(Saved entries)
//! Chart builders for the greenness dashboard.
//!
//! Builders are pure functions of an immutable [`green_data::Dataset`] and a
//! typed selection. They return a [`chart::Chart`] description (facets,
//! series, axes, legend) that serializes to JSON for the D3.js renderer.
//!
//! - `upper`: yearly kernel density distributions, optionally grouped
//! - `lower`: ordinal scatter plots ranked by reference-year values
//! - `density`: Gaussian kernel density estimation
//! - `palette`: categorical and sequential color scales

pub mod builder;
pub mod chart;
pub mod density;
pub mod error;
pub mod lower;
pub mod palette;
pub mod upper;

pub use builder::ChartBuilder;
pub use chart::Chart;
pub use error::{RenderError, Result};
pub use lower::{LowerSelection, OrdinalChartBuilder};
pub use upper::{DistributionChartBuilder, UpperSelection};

• **Directions**:
All lines from the one containing "pub mod upper;" through the last line of the data must be set down exactly. No other lines belong in the answer.

• **Response box**:
pub mod upper;

pub use builder::ChartBuilder;
pub use chart::Chart;
pub use error::{RenderError, Result};
pub use lower::{LowerSelection, OrdinalChartBuilder};
pub use upper::{DistributionChartBuilder, UpperSelection};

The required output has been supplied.